He had never met Jones, but there was only one customer inside, a man in his forties sporting an old-fashioned brush cut, his hair graying on the sides. He was heavily muscled, as evidenced by his black knit shirt straining at the seams. He reminded Dr. John of the Hulk, only shorter.
“Dr. John,” Detective Jones said, extendin
g a hand.
Dr. John took the offered hand and felt the heavy calluses and strength in it.
“Saline County ain’t big but it can boast two things, Doc. It’s home to the smallest post office and the biggest Kentucky Fried Chicken in the United States,” Jones said. “Backwater, USA. But having said that, I’ve got to show you something.”
They ordered their coffee and Jones led Dr. John outside. “We can walk from here,” he said, and they hoofed it half a block to a brick building with boarded-up windows and a sign over the door that read FRED’S. Jones had a key to the door and led him inside.
Dr. John checked out the tiny morgue and thought it looked like an old-fashioned meat market, evidenced by the scarred chopping-block table, steel counters and sinks, and the door to a walk-in freezer.

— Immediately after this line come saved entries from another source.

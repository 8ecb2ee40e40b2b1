//! Demo agent behind the message endpoint.
//!
//! Each sender gets its own scripted conversation, created on first
//! contact, so concurrent users never share a cursor. At most
//! `max_sessions` conversations are kept; the least recently used one is
//! evicted to make room.

use std::collections::HashMap;
use std::sync::{Arc, Mutex, MutexGuard};

use tracing::{debug, info};

use optimal_chat::protocol::{MessageRequest, RawResponseRecord};
use optimal_chat::replayer::{ConversationScript, MockConversation, ReplayTiming};

struct Session {
    conversation: Arc<MockConversation>,
    last_used: u64,
}

#[derive(Default)]
struct Sessions {
    by_sender: HashMap<String, Session>,
    clock: u64,
}

impl Sessions {
    fn tick(&mut self) -> u64 {
        self.clock += 1;
        self.clock
    }

    fn evict_least_recent(&mut self) {
        let oldest = self
            .by_sender
            .iter()
            .min_by_key(|(_, session)| session.last_used)
            .map(|(sender, _)| sender.clone());
        if let Some(sender) = oldest {
            self.by_sender.remove(&sender);
            info!(sender = %sender, "Evicted demo conversation");
        }
    }
}

pub struct DemoAgent {
    script: Arc<ConversationScript>,
    timing: ReplayTiming,
    max_sessions: usize,
    sessions: Mutex<Sessions>,
}

impl DemoAgent {
    pub fn new(script: ConversationScript, timing: ReplayTiming, max_sessions: usize) -> Self {
        Self {
            script: Arc::new(script),
            timing,
            max_sessions: max_sessions.max(1),
            sessions: Mutex::new(Sessions::default()),
        }
    }

    fn lock(&self) -> MutexGuard<'_, Sessions> {
        self.sessions
            .lock()
            .unwrap_or_else(|poisoned| poisoned.into_inner())
    }

    /// Conversation for `sender`, created on first use.
    pub fn session(&self, sender: &str) -> Arc<MockConversation> {
        let mut sessions = self.lock();
        let now = sessions.tick();

        if let Some(session) = sessions.by_sender.get_mut(sender) {
            session.last_used = now;
            return session.conversation.clone();
        }

        if sessions.by_sender.len() >= self.max_sessions {
            sessions.evict_least_recent();
        }

        info!(sender, "Starting demo conversation");
        let conversation = Arc::new(MockConversation::with_shared_script(
            self.script.clone(),
            self.timing,
        ));
        sessions.by_sender.insert(
            sender.to_string(),
            Session {
                conversation: conversation.clone(),
                last_used: now,
            },
        );
        conversation
    }

    /// Answer one message with the sender's next scripted batch.
    pub async fn respond(&self, request: &MessageRequest) -> Vec<RawResponseRecord> {
        let conversation = self.session(&request.name);
        let batch = conversation.next_batch().await;
        debug!(sender = %request.name, records = batch.len(), "Demo agent replied");
        batch
    }

    /// Rewind `sender`'s conversation to the start of the script.
    ///
    /// Returns false when the sender has no conversation.
    pub async fn reset(&self, sender: &str) -> bool {
        let conversation = self
            .lock()
            .by_sender
            .get(sender)
            .map(|session| session.conversation.clone());

        match conversation {
            Some(conversation) => {
                conversation.reset().await;
                info!(sender, "Demo conversation reset");
                true
            }
            None => false,
        }
    }

    pub fn session_count(&self) -> usize {
        self.lock().by_sender.len()
    }

    pub fn has_session(&self, sender: &str) -> bool {
        self.lock().by_sender.contains_key(sender)
    }
}
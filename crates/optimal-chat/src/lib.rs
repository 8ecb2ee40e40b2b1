//! Client side of the OptimalAI agent conversation.
//!
//! Provides the wire protocol, the classifier that turns raw agent
//! responses into typed chat messages, the demo-mode conversation
//! replayer, the message transport, and the chat view state.

pub mod classifier;
pub mod error;
pub mod orchestrator;
pub mod protocol;
pub mod replayer;
pub mod transport;
pub mod view;

pub use classifier::{classify, classify_one};
pub use error::{ChatError, TransportError};
pub use orchestrator::ChatOrchestrator;
pub use protocol::{MessageRequest, RawResponseRecord, ResponseAction, ResponseContent, UiMessage};
pub use replayer::{ConversationScript, MockConversation, ReplayTiming, ScriptTurn};
pub use transport::{decode_batch, HttpTransport, MessageRoute, MessageTransport, MockTransport};
pub use view::{ChatEntry, ChatView};
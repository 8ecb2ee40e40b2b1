//! Maps raw agent responses to typed chat messages.
//!
//! Every record yields zero or one message and output order follows input
//! order. Records that do not produce a message are logged, never raised.

use serde::de::DeserializeOwned;
use serde_json::Value;
use tracing::{debug, warn};

use crate::protocol::{RawResponseRecord, ResponseAction, UiMessage};

/// Classify a whole response batch.
pub fn classify(records: &[RawResponseRecord]) -> Vec<UiMessage> {
    records.iter().filter_map(classify_one).collect()
}

/// Classify a single record.
pub fn classify_one(record: &RawResponseRecord) -> Option<UiMessage> {
    let action = &record.action;
    match action {
        ResponseAction::Ignore | ResponseAction::Agent => {
            return Some(UiMessage::Agent(record.text.clone()));
        }
        ResponseAction::Unknown(name) => {
            warn!(action = %name, user = %record.user, "Dropping response with unrecognized action");
            return None;
        }
        _ => {}
    }

    if !record.content.success {
        debug!(action = %action, user = %record.user, "Dropping unsuccessful response");
        return None;
    }

    match action {
        ResponseAction::Strategy => match record.content.get("strategy") {
            Some(value) => decode(action, value.clone()).map(|strategy| UiMessage::Strategy { strategy }),
            None => {
                warn!(action = %action, "Dropping strategy response without a strategy");
                None
            }
        },
        ResponseAction::Transaction => {
            decode(action, payload(record, "transaction")).map(UiMessage::Transaction)
        }
        ResponseAction::Opportunity => {
            decode(action, payload(record, "opportunity")).map(UiMessage::Opportunity)
        }
        ResponseAction::Vault => decode(action, payload(record, "vault")).map(UiMessage::Vault),
        _ => None,
    }
}

/// Payload for a structured action: the object nested under the
/// lower-case action key when present, otherwise the flattened content.
fn payload(record: &RawResponseRecord, key: &str) -> Value {
    match record.content.get(key) {
        Some(nested @ Value::Object(_)) => nested.clone(),
        _ => Value::Object(record.content.fields.clone()),
    }
}

fn decode<T: DeserializeOwned>(action: &ResponseAction, value: Value) -> Option<T> {
    match serde_json::from_value(value) {
        Ok(parsed) => Some(parsed),
        Err(e) => {
            warn!(action = %action, error = %e, "Dropping response with malformed payload");
            None
        }
    }
}
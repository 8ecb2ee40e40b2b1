//! API error types and JSON error response formatting.
//!
//! ApiError provides a consistent JSON error response format across all
//! endpoints, mapping internal errors to appropriate HTTP status codes.

use axum::http::StatusCode;
use axum::response::{IntoResponse, Response};
use axum::Json;
use serde::{Deserialize, Serialize};

use optimal_core::error::OptimalError;

/// JSON error response body.
#[derive(Debug, Serialize, Deserialize, utoipa::ToSchema)]
pub struct ErrorBody {
    /// Machine-readable error code (e.g., "bad_request", "not_found").
    pub error: String,
    /// Human-readable error message.
    pub message: String,
    #[serde(default, skip_serializing_if = "Option::is_none")]
    pub details: Option<serde_json::Value>,
}

/// API error type that maps to HTTP status codes and JSON responses.
#[derive(Debug)]
pub enum ApiError {
    /// 400 Bad Request - missing or invalid parameters.
    BadRequest(String),
    /// 404 Not Found - account or user state does not exist.
    NotFound(String),
    /// 409 Conflict - the request does not apply to the current state.
    Conflict(String),
    /// 500 Internal Server Error - unexpected server error.
    Internal(String),
    /// 503 Service Unavailable - no agent is serving messages.
    ServiceUnavailable(String),
}

impl IntoResponse for ApiError {
    fn into_response(self) -> Response {
        let (status, error_code, message) = match self {
            ApiError::BadRequest(msg) => (StatusCode::BAD_REQUEST, "bad_request", msg),
            ApiError::NotFound(msg) => (StatusCode::NOT_FOUND, "not_found", msg),
            ApiError::Conflict(msg) => (StatusCode::CONFLICT, "conflict", msg),
            ApiError::Internal(msg) => {
                tracing::error!(error = %msg, "Request failed");
                (StatusCode::INTERNAL_SERVER_ERROR, "internal_error", msg)
            }
            ApiError::ServiceUnavailable(msg) => {
                (StatusCode::SERVICE_UNAVAILABLE, "service_unavailable", msg)
            }
        };

        let body = ErrorBody {
            error: error_code.to_string(),
            message,
            details: None,
        };

        (status, Json(body)).into_response()
    }
}

impl From<OptimalError> for ApiError {
    fn from(err: OptimalError) -> Self {
        match &err {
            OptimalError::AccountNotFound(_) | OptimalError::UserNotFound(_) => {
                ApiError::NotFound(err.to_string())
            }
            OptimalError::InvalidAddress(_) => ApiError::BadRequest(err.to_string()),
            _ => ApiError::Internal(err.to_string()),
        }
    }
}
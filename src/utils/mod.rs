pub mod backoff;
pub mod circuit_breaker;

pub use backoff::{
    exponential_delay, full_jitter_delay, retry_on_transient, IsTransient, RetryConfig,
    RetryResult,
};
pub use circuit_breaker::{BreakerConfig, BreakerState, CircuitBreaker};
use std::sync::Arc;
use std::thread;

use tokio_util::sync::CancellationToken;
use tracing_subscriber::{fmt, prelude::*, EnvFilter};

use order_service::api::start_api_server;
use order_service::config::Config;
use order_service::consumer::OrderConsumer;
use order_service::metrics::{start_metrics_server, Metrics};
use order_service::service::OrderService;
use order_service::storage::{self, PgOrderStore};

#[actix_web::main]
async fn main() -> anyhow::Result<()> {
    // Initialize structured logging with environment-based filtering
    // Default to INFO level, can be overridden with RUST_LOG env var
    tracing_subscriber::registry()
        .with(fmt::layer().with_target(true))
        .with(
            EnvFilter::try_from_default_env()
                .unwrap_or_else(|_| EnvFilter::new("info,order_service=debug")),
        )
        .init();

    let config = Config::from_env();

    // === 1. Storage ===
    let pool = storage::connect(&config.postgres).await?;
    let repo = Arc::new(PgOrderStore::new(pool));

    // === 2. Metrics registry + scrape endpoint ===
    let metrics = Arc::new(Metrics::new()?);
    let registry = Arc::new(metrics.registry().clone());
    let metrics_port = config.http.metrics_port;
    thread::spawn(move || {
        let rt = tokio::runtime::Runtime::new().expect("metrics runtime");
        rt.block_on(async {
            if let Err(err) = start_metrics_server(registry, metrics_port).await {
                tracing::error!(error = %err, "metrics server error");
            }
        });
    });

    // === 3. Cache service (cold-loads from storage) ===
    let service = Arc::new(OrderService::new(repo, metrics.clone()).await);

    // === 4. Stream consumer ===
    let consumer = Arc::new(OrderConsumer::new(
        &config.kafka,
        service.clone(),
        metrics.clone(),
    )?);
    let gate = consumer.readiness();
    let cancel = CancellationToken::new();
    let consumer_task = tokio::spawn({
        let consumer = consumer.clone();
        let cancel = cancel.clone();
        async move { consumer.run(cancel).await }
    });

    // === 5. Gate the API on the first partition assignment ===
    tracing::info!("waiting for initial partition assignment");
    gate.opened().await;
    tracing::info!("consumer ready, starting api server");

    start_api_server(service, gate, config.http.port).await?;

    // api server returned (SIGINT): wind the consumer down
    cancel.cancel();
    if let Err(err) = consumer_task.await {
        tracing::error!(error = %err, "consumer task join failed");
    }
    tracing::info!("shutdown complete");

    Ok(())
}
use std::sync::Arc;
use std::time::Duration;

use rdkafka::client::ClientContext;
use rdkafka::config::ClientConfig;
use rdkafka::consumer::{
    BaseConsumer, CommitMode, Consumer, ConsumerContext, Rebalance, StreamConsumer,
};
use rdkafka::error::{KafkaError, KafkaResult};
use rdkafka::message::{BorrowedMessage, Message};
use rdkafka::topic_partition_list::TopicPartitionList;
use tokio::time::sleep;
use tokio_util::sync::CancellationToken;

use crate::config::KafkaConfig;
use crate::domain::order::Order;
use crate::metrics::Metrics;
use crate::service::{OrderService, OrderServiceError};
use crate::utils::{full_jitter_delay, retry_on_transient, RetryConfig, RetryResult};

use super::ReadinessGate;

// ============================================================================
// Ingestion Retry Engine
// ============================================================================
//
// Per-message flow:
//   received -> decode -> add_order (bounded retry) -> acknowledge
//
// A malformed payload is acknowledged immediately: it will decode no better
// on redelivery. InvalidInput and AlreadyExists are terminal; only storage
// faults burn the retry budget. When the budget is exhausted the message is
// still acknowledged so one poison message cannot stall the partition.
// There is no durable overflow for exhausted messages; the drop is logged
// and counted, which is the known gap of this path.
//
// Stream-level receive errors (group coordination, broker loss) are retried
// forever at their own capped backoff; that loop is about keeping the group
// membership alive and is separate from the per-message budget.
//
// ============================================================================

/// Base delay for the stream-level receive retry loop.
const STREAM_RETRY_BASE: Duration = Duration::from_secs(1);
/// Cap for the stream-level loop.
const STREAM_RETRY_CAP: Duration = Duration::from_secs(60);

/// Rebalance listener driving the readiness gate from partition assignment.
struct IngestContext {
    gate: Arc<ReadinessGate>,
}

impl ClientContext for IngestContext {}

impl ConsumerContext for IngestContext {
    fn pre_rebalance(&self, _consumer: &BaseConsumer<Self>, rebalance: &Rebalance<'_>) {
        if let Rebalance::Revoke(partitions) = rebalance {
            tracing::info!(
                partitions = partitions.count(),
                "partitions being revoked, rearming readiness gate"
            );
            self.gate.rearm();
        }
    }

    fn post_rebalance(&self, _consumer: &BaseConsumer<Self>, rebalance: &Rebalance<'_>) {
        match rebalance {
            Rebalance::Assign(partitions) => {
                tracing::info!(
                    partitions = partitions.count(),
                    "partitions assigned, consumer ready"
                );
                self.gate.open();
            }
            Rebalance::Revoke(_) => {}
            Rebalance::Error(err) => {
                tracing::error!(error = %err, "rebalance failed");
            }
        }
    }

    fn commit_callback(&self, result: KafkaResult<()>, _offsets: &TopicPartitionList) {
        if let Err(err) = result {
            tracing::warn!(error = %err, "offset commit failed");
        }
    }
}

pub struct OrderConsumer {
    consumer: StreamConsumer<IngestContext>,
    service: Arc<OrderService>,
    metrics: Arc<Metrics>,
    retry: RetryConfig,
    gate: Arc<ReadinessGate>,
}

impl OrderConsumer {
    pub fn new(
        cfg: &KafkaConfig,
        service: Arc<OrderService>,
        metrics: Arc<Metrics>,
    ) -> Result<Self, KafkaError> {
        let gate = Arc::new(ReadinessGate::new());

        let consumer: StreamConsumer<IngestContext> = ClientConfig::new()
            .set("bootstrap.servers", &cfg.brokers)
            .set("group.id", &cfg.group)
            .set("auto.offset.reset", "earliest")
            .set("enable.auto.commit", "false")
            .set("session.timeout.ms", "6000")
            .create_with_context(IngestContext { gate: gate.clone() })?;

        consumer.subscribe(&[cfg.topic.as_str()])?;

        Ok(Self {
            consumer,
            service,
            metrics,
            retry: RetryConfig::ingest(),
            gate,
        })
    }

    /// The gate fired when this consumer's partitions are assigned.
    pub fn readiness(&self) -> Arc<ReadinessGate> {
        self.gate.clone()
    }

    /// Consume until cancelled. On cancellation the loop stops claiming
    /// messages and leaves the group cleanly.
    pub async fn run(&self, cancel: CancellationToken) {
        let mut stream_failures: u32 = 0;

        loop {
            tokio::select! {
                _ = cancel.cancelled() => break,
                received = self.consumer.recv() => match received {
                    Ok(message) => {
                        stream_failures = 0;
                        self.process_message(&message, &cancel).await;
                    }
                    Err(err) => {
                        stream_failures = stream_failures.saturating_add(1);
                        let delay = full_jitter_delay(
                            stream_failures,
                            STREAM_RETRY_BASE,
                            STREAM_RETRY_CAP,
                        );
                        tracing::error!(
                            error = %err,
                            consecutive = stream_failures,
                            delay_ms = delay.as_millis() as u64,
                            "stream receive failed, backing off"
                        );
                        tokio::select! {
                            _ = cancel.cancelled() => break,
                            _ = sleep(delay) => {}
                        }
                    }
                }
            }
        }

        self.consumer.unsubscribe();
        tracing::info!("consumer stopped, left the group");
    }

    async fn process_message(&self, message: &BorrowedMessage<'_>, cancel: &CancellationToken) {
        self.metrics.messages_consumed.inc();
        tracing::info!(
            topic = message.topic(),
            partition = message.partition(),
            offset = message.offset(),
            "message received"
        );

        let payload = message.payload().unwrap_or_default();
        let order = match decode_order(payload) {
            Ok(order) => order,
            Err(err) => {
                // will decode no better on redelivery
                tracing::error!(error = %err, "malformed order payload, dropping message");
                self.metrics.decode_failures.inc();
                self.acknowledge(message);
                return;
            }
        };

        let result = retry_on_transient(&self.retry, cancel, |attempt| {
            if attempt > 1 {
                self.metrics.ingest_retries.inc();
            }
            self.service.add_order(&order)
        })
        .await;

        match result {
            RetryResult::Success(()) => {
                self.metrics.orders_ingested.inc();
                tracing::info!(order_uid = %order.order_uid, "order ingested");
            }
            RetryResult::PermanentFailure(OrderServiceError::AlreadyExists(uid)) => {
                // redelivery of an already-committed aggregate
                self.metrics.duplicate_deliveries.inc();
                tracing::info!(order_uid = %uid, "duplicate delivery, already stored");
            }
            RetryResult::PermanentFailure(err) => {
                tracing::warn!(order_uid = %order.order_uid, error = %err, "order rejected");
            }
            RetryResult::Failed(err) => {
                self.metrics.orders_dropped.inc();
                tracing::error!(
                    order_uid = %order.order_uid,
                    error = %err,
                    "order dropped after retry budget exhausted"
                );
            }
            RetryResult::Cancelled(err) => {
                // left unacknowledged: redelivered after restart
                tracing::info!(
                    order_uid = %order.order_uid,
                    error = %err,
                    "shutdown during retry, message left unacknowledged"
                );
                return;
            }
        }

        self.acknowledge(message);
    }

    fn acknowledge(&self, message: &BorrowedMessage<'_>) {
        if let Err(err) = self.consumer.commit_message(message, CommitMode::Async) {
            tracing::warn!(error = %err, "failed to commit offset");
        }
    }
}

fn decode_order(payload: &[u8]) -> Result<Order, serde_json::Error> {
    serde_json::from_slice(payload)
}

// ============================================================================
// Unit Tests
// ============================================================================
use actix_web::{web, App, HttpResponse, HttpServer, Responder};
use prometheus::{Encoder, Registry, TextEncoder};
use std::sync::Arc;

/// Start the metrics HTTP server
/// This should be called in a separate thread/runtime to avoid conflicts
pub async fn start_metrics_server(registry: Arc<Registry>, port: u16) -> std::io::Result<()> {
    tracing::info!("Starting metrics server on http://0.0.0.0:{}/metrics", port);

    HttpServer::new(move || {
        App::new()
            .app_data(web::Data::new(registry.clone()))
            .route("/metrics", web::get().to(metrics_handler))
    })
    .bind(("0.0.0.0", port))?
    .run()
    .await
}

async fn metrics_handler(registry: web::Data<Arc<Registry>>) -> impl Responder {
    let encoder = TextEncoder::new();
    let metric_families = registry.gather();

    let mut buffer = Vec::new();
    encoder.encode(&metric_families, &mut buffer).unwrap();

    HttpResponse::Ok()
        .content_type("text/plain; version=0.0.4")
        .body(buffer)
}
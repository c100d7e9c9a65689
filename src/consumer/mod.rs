// ============================================================================
// Stream Ingestion
// ============================================================================
//
// Consumes the order topic as part of a consumer group, writes each decoded
// order through the cache service with a bounded retry budget, and gates
// downstream startup on the first partition assignment.
//
// ============================================================================

mod engine;
mod readiness;

pub use engine::OrderConsumer;
pub use readiness::ReadinessGate;
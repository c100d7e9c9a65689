// ============================================================================
// Order Domain - the aggregate served and ingested by this system
// ============================================================================
//
// An order is a four-part aggregate: header, delivery, payment, and line
// items. The four parts are written together or not at all; the identifier
// (`order_uid`) is globally unique and immutable once created.
//
// ============================================================================

pub mod errors;
pub mod model;

pub use errors::ValidationError;
pub use model::{Delivery, Order, OrderItem, Payment};
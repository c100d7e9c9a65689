use std::env;

// ============================================================================
// Configuration
// ============================================================================
//
// Loaded from environment variables with defaults that work against a local
// docker-compose stack. No configuration file is read; the environment is the
// single source.
//
// ============================================================================

#[derive(Debug, Clone)]
pub struct Config {
    pub postgres: PostgresConfig,
    pub kafka: KafkaConfig,
    pub http: HttpConfig,
}

#[derive(Debug, Clone)]
pub struct PostgresConfig {
    pub host: String,
    pub port: String,
    pub user: String,
    pub password: String,
    pub database: String,
    pub sslmode: String,
    pub max_connections: u32,
}

impl PostgresConfig {
    pub fn dsn(&self) -> String {
        format!(
            "postgres://{}:{}@{}:{}/{}?sslmode={}",
            self.user, self.password, self.host, self.port, self.database, self.sslmode
        )
    }
}

#[derive(Debug, Clone)]
pub struct KafkaConfig {
    /// Comma-separated broker list, as rdkafka expects it.
    pub brokers: String,
    pub topic: String,
    pub group: String,
}

#[derive(Debug, Clone)]
pub struct HttpConfig {
    pub port: u16,
    pub metrics_port: u16,
}

impl Config {
    pub fn from_env() -> Self {
        Self {
            postgres: PostgresConfig {
                host: env_or("POSTGRES_HOST", "localhost"),
                port: env_or("POSTGRES_PORT", "5432"),
                user: env_or("POSTGRES_USER", "postgres"),
                password: env_or("POSTGRES_PASSWORD", "postgres"),
                database: env_or("POSTGRES_DB", "orders"),
                sslmode: env_or("POSTGRES_SSLMODE", "disable"),
                max_connections: parse_or("POSTGRES_MAX_CONNECTIONS", 10),
            },
            kafka: KafkaConfig {
                brokers: env_or("KAFKA_BROKERS", "localhost:9092"),
                topic: env_or("KAFKA_TOPIC", "orders"),
                group: env_or("KAFKA_GROUP", "order-service"),
            },
            http: HttpConfig {
                port: parse_or("HTTP_PORT", 8080),
                metrics_port: parse_or("METRICS_PORT", 9090),
            },
        }
    }
}

fn env_or(key: &str, default: &str) -> String {
    env::var(key).unwrap_or_else(|_| default.to_string())
}

fn parse_or<T: std::str::FromStr>(key: &str, default: T) -> T {
    env::var(key)
        .ok()
        .and_then(|raw| raw.parse().ok())
        .unwrap_or(default)
}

Jones said, “If you’re thinking this looks like an old meat market, you’d be right. The county bought it after Fred went out of business. It’s not state of the art, but it has what we need.”
Jones opened the freezer door and Dr. John’s eyes went wide as the detective brought the items out.
Jones put the trays on the butcher block, and despite his training, Dr. John gave an involuntary wince. On the first tray was the head of a female and next to it the head of a male. The male was approximately thirty years old, maybe ten years older than the female. The man’s head was intact, but the female’s eyes had been carved out of their sockets, and the teeth and lips were smashed and crusted with blood.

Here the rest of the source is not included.